Records from a collection
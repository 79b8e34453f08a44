//! Compiler settings, loaded from YAML.
//!
//! Every field has a default, so an empty file (or no file at all) yields the
//! stock configuration.

use std::fs;
use std::path::{Path, PathBuf};

use serde::Deserialize;
use tracing::debug;

use crate::diagnostics::QuovaError;

#[derive(Debug, Clone, PartialEq, Eq, Deserialize)]
#[serde(default, deny_unknown_fields)]
pub struct CompilerConfig {
    /// Version of the baseline `org.jetbrains.kotlin.jvm` plugin.
    pub kotlin_version: String,
    pub baseline_repository: String,
    /// Prefix each compiled file with `@file:JvmName("{Name}Qv")`.
    pub jvm_name_header: bool,
    /// Added to the dependency block as `implementation files('<path>')`.
    pub stdlib_jar: Option<PathBuf>,
    pub source_extension: String,
    pub module_file: String,
    pub output_dir: PathBuf,
}

impl Default for CompilerConfig {
    fn default() -> Self {
        Self {
            kotlin_version: "1.4.10".to_string(),
            baseline_repository: "mavenCentral".to_string(),
            jvm_name_header: true,
            stdlib_jar: None,
            source_extension: "qv".to_string(),
            module_file: "module.qvm".to_string(),
            output_dir: PathBuf::from("build/quova"),
        }
    }
}

impl CompilerConfig {
    pub fn from_yaml(text: &str, path: &Path) -> Result<Self, QuovaError> {
        if text.trim().is_empty() {
            return Ok(Self::default());
        }
        serde_yaml::from_str(text).map_err(|e| QuovaError::config(path, e))
    }

    pub fn load(path: &Path) -> Result<Self, QuovaError> {
        let text = fs::read_to_string(path).map_err(|e| QuovaError::io(path, e))?;
        let config = Self::from_yaml(&text, path)?;
        debug!(path = %path.display(), ?config, "loaded configuration");
        Ok(config)
    }
}

#[cfg(test)]
mod tests {
    use super::*;
    use crate::diagnostics::ErrorType;
    use pretty_assertions::assert_eq;

    #[test]
    fn empty_file_is_the_default() {
        let config = CompilerConfig::from_yaml("", Path::new("quova.yaml")).unwrap();
        assert_eq!(config, CompilerConfig::default());
        assert_eq!(config.kotlin_version, "1.4.10");
        assert!(config.jvm_name_header);
    }

    #[test]
    fn partial_files_keep_the_other_defaults() {
        let config = CompilerConfig::from_yaml(
            "kotlin_version: \"1.5.0\"\nstdlib_jar: libs/quova-std.jar\n",
            Path::new("quova.yaml"),
        )
        .unwrap();
        assert_eq!(config.kotlin_version, "1.5.0");
        assert_eq!(config.stdlib_jar, Some(PathBuf::from("libs/quova-std.jar")));
        assert_eq!(config.baseline_repository, "mavenCentral");
        assert_eq!(config.module_file, "module.qvm");
    }

    #[test]
    fn unknown_keys_are_rejected() {
        let err = CompilerConfig::from_yaml("kotlin: 1\n", Path::new("quova.yaml")).unwrap_err();
        assert_eq!(err.error_type(), ErrorType::Config);
        assert!(err.to_string().contains("quova.yaml"));
    }

    #[test]
    fn missing_file_is_an_io_error() {
        let dir = tempfile::tempdir().unwrap();
        let err = CompilerConfig::load(&dir.path().join("absent.yaml")).unwrap_err();
        assert_eq!(err.error_type(), ErrorType::Io);
    }
}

• **Work to be completed**
Identify all lines in the records above with the word "configuration".

• **Your response**
//! stock configuration.
        debug!(path = %path.display(), ?config, "loaded configuration");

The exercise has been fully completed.